# Information given:
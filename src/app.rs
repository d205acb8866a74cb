use directories::BaseDirs;
use serde::{Deserialize, Serialize};
use std::fs;
use std::path::{Path, PathBuf};

pub const BASE_URL_ENV: &str = "REALMATE_API_BASE_URL";
pub const DEFAULT_BASE_URL: &str = "http://127.0.0.1:8000/api";

#[derive(Debug, Clone, PartialEq, Serialize, Deserialize)]
pub struct AppConfig {
    #[serde(default = "default_base_url")]
    pub base_url: String,
}

fn default_base_url() -> String {
    DEFAULT_BASE_URL.to_string()
}

impl Default for AppConfig {
    fn default() -> Self {
        Self { base_url: default_base_url() }
    }
}

impl AppConfig {
    fn toml_path() -> Option<PathBuf> {
        let base = BaseDirs::new()?;
        Some(base.config_dir().join("realmate.toml"))
    }

    /// Environment variable first, then `realmate.toml` in the config dir, then the dev default.
    pub fn load() -> Self {
        let env = std::env::var(BASE_URL_ENV).ok();
        let file = Self::toml_path().and_then(|p| Self::from_file(&p));
        Self::resolve(env.as_deref(), file)
    }

    fn resolve(env: Option<&str>, file: Option<AppConfig>) -> Self {
        let mut config = match env {
            Some(url) if !url.trim().is_empty() => Self { base_url: url.to_string() },
            _ => file.unwrap_or_default(),
        };
        config.base_url = crate::utils::normalize_url(&config.base_url);
        config
    }

    pub fn from_file(path: &Path) -> Option<Self> {
        let text = fs::read_to_string(path).ok()?;
        match toml::from_str::<AppConfig>(&text) {
            Ok(config) => Some(config),
            Err(e) => {
                log::warn!("Ignoring unreadable config {}: {e}", path.display());
                None
            }
        }
    }
}

#[cfg(feature = "gui")]
pub fn build_ui(app: &adw::Application) {
    let config = AppConfig::load();
    log::info!("Using API at {}", config.base_url);
    crate::ui::main_window::show_main_window(app, &config);
}
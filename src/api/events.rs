use chrono::{DateTime, SecondsFormat, Utc};
use serde::{Deserialize, Serialize, Serializer};

use crate::api::models::Message;

#[derive(Debug, Clone, PartialEq, Serialize, Deserialize)]
pub struct CloseData {
    pub id: String,
}

/// Payload of a webhook event, tagged as `{"type": ..., "data": ...}`.
#[derive(Debug, Clone, PartialEq, Serialize, Deserialize)]
#[serde(tag = "type", content = "data", rename_all = "SCREAMING_SNAKE_CASE")]
pub enum EventKind {
    NewMessage(Message),
    CloseConversation(CloseData),
}

/// An event posted to `/webhook/`.
#[derive(Debug, Clone, PartialEq, Serialize, Deserialize)]
pub struct WebhookEvent {
    #[serde(flatten)]
    pub kind: EventKind,
    #[serde(serialize_with = "iso_millis")]
    pub timestamp: DateTime<Utc>,
}

fn iso_millis<S: Serializer>(ts: &DateTime<Utc>, s: S) -> Result<S::Ok, S::Error> {
    s.serialize_str(&ts.to_rfc3339_opts(SecondsFormat::Millis, true))
}

impl WebhookEvent {
    pub fn new_message(message: Message) -> Self {
        Self { kind: EventKind::NewMessage(message), timestamp: Utc::now() }
    }

    pub fn close_conversation(id: &str) -> Self {
        Self {
            kind: EventKind::CloseConversation(CloseData { id: id.to_string() }),
            timestamp: Utc::now(),
        }
    }

    /// Id of the conversation this event targets.
    pub fn conversation_id(&self) -> &str {
        match &self.kind {
            EventKind::NewMessage(m) => &m.conversation_id,
            EventKind::CloseConversation(c) => &c.id,
        }
    }
}
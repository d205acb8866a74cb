use gtk4::prelude::*;
use gtk4 as gtk;
use std::cell::RefCell;
use std::rc::Rc;

use crate::api::{Conversation, ConversationStatus};

pub struct Sidebar {
    root: gtk::Box,
    list: gtk::ListBox,
    // row index -> conversation id, plus status for change detection
    rows: Rc<RefCell<Vec<(String, ConversationStatus)>>>,
}

impl Sidebar {
    pub fn new() -> Self {
        let root = gtk::Box::new(gtk::Orientation::Vertical, 6);
        root.set_margin_top(8);
        root.set_margin_bottom(8);
        root.set_margin_start(8);
        root.set_margin_end(8);
        root.set_width_request(260);

        let title = gtk::Label::new(Some("Conversations"));
        title.add_css_class("heading");
        title.set_halign(gtk::Align::Start);
        root.append(&title);

        let scroller = gtk::ScrolledWindow::builder().vexpand(true).build();
        let list = gtk::ListBox::new();
        list.add_css_class("navigation-sidebar");
        scroller.set_child(Some(&list));
        root.append(&scroller);

        Self { root, list, rows: Rc::new(RefCell::new(Vec::new())) }
    }

    pub fn widget(&self) -> gtk::Widget {
        self.root.clone().upcast()
    }

    pub fn connect_selected<F: Fn(String) + 'static>(&self, f: F) {
        let rows = self.rows.clone();
        self.list.connect_row_activated(move |_, row| {
            let id = usize::try_from(row.index())
                .ok()
                .and_then(|i| rows.borrow().get(i).map(|(id, _)| id.clone()));
            if let Some(id) = id {
                f(id);
            }
        });
    }

    pub fn set_items(&self, items: &[Conversation], selected: Option<&str>) {
        let summary: Vec<(String, ConversationStatus)> =
            items.iter().map(|c| (c.id.clone(), c.status)).collect();
        if *self.rows.borrow() != summary {
            while let Some(child) = self.list.first_child() {
                self.list.remove(&child);
            }
            for conv in items {
                self.list.append(&Self::row(conv));
            }
            *self.rows.borrow_mut() = summary;
        }
        let index =
            selected.and_then(|id| self.rows.borrow().iter().position(|(rid, _)| rid == id));
        match index.and_then(|i| self.list.row_at_index(i32::try_from(i).ok()?)) {
            Some(row) => self.list.select_row(Some(&row)),
            None => self.list.unselect_all(),
        }
    }

    fn row(conv: &Conversation) -> gtk::ListBoxRow {
        let row = gtk::ListBoxRow::new();
        let content = gtk::Box::new(gtk::Orientation::Vertical, 2);
        content.set_margin_top(8);
        content.set_margin_bottom(8);
        content.set_margin_start(8);
        content.set_margin_end(8);

        let label = gtk::Label::new(Some(&conv.id));
        label.set_halign(gtk::Align::Start);
        label.set_ellipsize(gtk::pango::EllipsizeMode::Middle);
        content.append(&label);

        let status = gtk::Label::new(Some(conv.status.label()));
        status.set_halign(gtk::Align::Start);
        status.add_css_class("caption");
        status.add_css_class(if conv.is_open() { "success" } else { "error" });
        content.append(&status);

        row.set_child(Some(&content));
        row
    }
}
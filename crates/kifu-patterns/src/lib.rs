//! Opening patterns mined from many game records.
//!
//! A [`PatternTree`] is a regular [`GameTree`] whose lines are canonical:
//! every merged record is first turned by the board symmetry that brings
//! its first move to the upper right corner, so rotated and mirrored
//! openings share nodes. Variations of a record are merged too and their
//! first moves are marked as bad moves.

mod miner;

use kifu_board::{BoardEngine, BoardError, BoardSize, Color, Goban, Point, Symmetry};
use kifu_tree::properties::PropId;
use kifu_tree::{
    CapacityError, GameTree, MoveError, NodeIdx, NodeKind, PropertyValue, ROOT, TreeError,
};

/// Index of the collection node in every well-formed record.
pub const COLLECTION: NodeIdx = NodeIdx::new(1);
/// Index of the first game-info node in every well-formed record.
pub const GAME_INFO: NodeIdx = NodeIdx::new(2);

#[derive(Clone, Debug, PartialEq, Eq, thiserror::Error)]
pub enum PatternError {
    #[error("handicap {0} has no stone layout")]
    BadHandicap(u8),
    #[error("record is {found}, patterns are {expected}")]
    SizeMismatch { expected: BoardSize, found: BoardSize },
    #[error("expected a {kind:?} node at {expected}")]
    Layout { kind: NodeKind, expected: NodeIdx },
    #[error("{kind:?} node {node} inside the record")]
    Misplaced { node: NodeIdx, kind: NodeKind },
    #[error("record has no moves")]
    NoMoves,
    #[error("first move is {found:?}, expected {expected:?}")]
    WrongFirstColor { expected: Color, found: Color },
    #[error("{kind:?} node {node} is not supported")]
    UnsupportedNode { node: NodeIdx, kind: NodeKind },
    #[error("node {node}: {source}")]
    Move { node: NodeIdx, source: MoveError },
    #[error("node {node}: point {point} is off the board")]
    OffBoard { node: NodeIdx, point: Point },
    #[error(transparent)]
    Board(#[from] BoardError),
    #[error(transparent)]
    Capacity(#[from] CapacityError),
    #[error(transparent)]
    Tree(#[from] TreeError),
}

pub type Result<T, E = PatternError> = std::result::Result<T, E>;

#[derive(Clone, Copy, Debug, Default, PartialEq, Eq)]
pub enum MergePolicy {
    /// Keep whatever was merged before an error.
    #[default]
    Partial,
    /// Put the pattern tree back as it was when any error occurred.
    AllOrNothing,
}

#[derive(Clone, Debug, Default)]
pub struct MergeOptions {
    /// Deepest move, counted from the first one, that is merged.
    pub move_limit: Option<u32>,
    /// Most new pattern nodes a single line may add.
    pub node_limit: Option<u32>,
    pub policy: MergePolicy,
}

#[derive(Clone, Debug, Default, PartialEq, Eq)]
pub struct MergeReport {
    /// The transform applied to every move of the record.
    pub symmetry: Option<Symmetry>,
    pub errors: Vec<PatternError>,
    pub nodes_added: usize,
    pub lines_expanded: usize,
    /// Records of the collection after the first, which are not merged.
    pub records_skipped: usize,
}

impl MergeReport {
    pub fn is_clean(&self) -> bool {
        self.errors.is_empty()
    }
}

#[derive(Clone, Debug)]
pub struct PatternTree {
    tree: GameTree<Goban>,
    handicap: u8,
    good: Option<Color>,
}

impl PatternTree {
    /// An empty pattern tree whose game-info node describes the board and
    /// the handicap stones.
    pub fn new(size: BoardSize, handicap: u8) -> Result<Self> {
        if handicap == 1 || handicap > 9 {
            return Err(PatternError::BadHandicap(handicap));
        }
        let mut tree = GameTree::new(Goban::new(size, true));
        let collection = tree.add_child(ROOT, NodeKind::Collection, 0)?;
        let info = tree.add_child(collection, NodeKind::GameInfo, 0)?;
        tree.info.file_format = 4;
        tree.info.size = size;

        let version = concat!("kifu:", env!("CARGO_PKG_VERSION"));
        for (id, text) in [
            (PropId::FF, "4".to_owned()),
            (PropId::GM, "1".to_owned()),
            (PropId::CA, "UTF-8".to_owned()),
            (PropId::AP, version.to_owned()),
            (PropId::ST, "1".to_owned()),
            (PropId::SZ, size.to_string()),
            (PropId::HA, handicap.to_string()),
        ] {
            tree.add_property(info, PropertyValue::new(id, id.def().value, text))?;
        }

        let stones = tree.place_handicap(handicap)?;
        if !stones.is_empty() {
            let text = stones.iter().map(ToString::to_string).collect::<String>();
            tree.add_property(info, PropertyValue::new(PropId::AB, PropId::AB.def().value, text))?;
        }
        Ok(Self { tree, handicap, good: None })
    }

    pub fn tree(&self) -> &GameTree {
        &self.tree
    }

    pub fn into_tree(self) -> GameTree {
        self.tree
    }

    pub fn handicap(&self) -> u8 {
        self.handicap
    }

    pub fn size(&self) -> BoardSize {
        self.tree.board().size()
    }

    /// The next merged move is marked good for `color`, once.
    pub fn mark_next_good(&mut self, color: Color) {
        self.good = Some(color);
    }

    /// Merges the main line and every variation of the first record of
    /// `source`. A line that fails is abandoned and the others are still
    /// merged, unless the policy is [`MergePolicy::AllOrNothing`].
    pub fn merge<B: BoardEngine>(
        &mut self,
        source: &GameTree<B>,
        options: &MergeOptions,
    ) -> MergeReport {
        let backup = (options.policy == MergePolicy::AllOrNothing).then(|| self.tree.clone());
        let mut report = MergeReport::default();
        if let Err(error) = miner::Miner::new(self, source, options, &mut report).run() {
            report.errors.push(error);
        }

        if let Some(backup) = backup.filter(|_| !report.errors.is_empty()) {
            self.tree = backup;
            report.nodes_added = 0;
            report.lines_expanded = 0;
        }
        tracing::debug!(
            symmetry = ?report.symmetry,
            nodes_added = report.nodes_added,
            lines = report.lines_expanded,
            errors = report.errors.len(),
            "merged record"
        );
        report
    }
}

# Problem:
Copy each line of the listing that carries the string "MergePolicy".

# The answer:
pub enum MergePolicy {
    pub policy: MergePolicy,
    /// merged, unless the policy is [`MergePolicy::AllOrNothing`].
        let backup = (options.policy == MergePolicy::AllOrNothing).then(|| self.tree.clone());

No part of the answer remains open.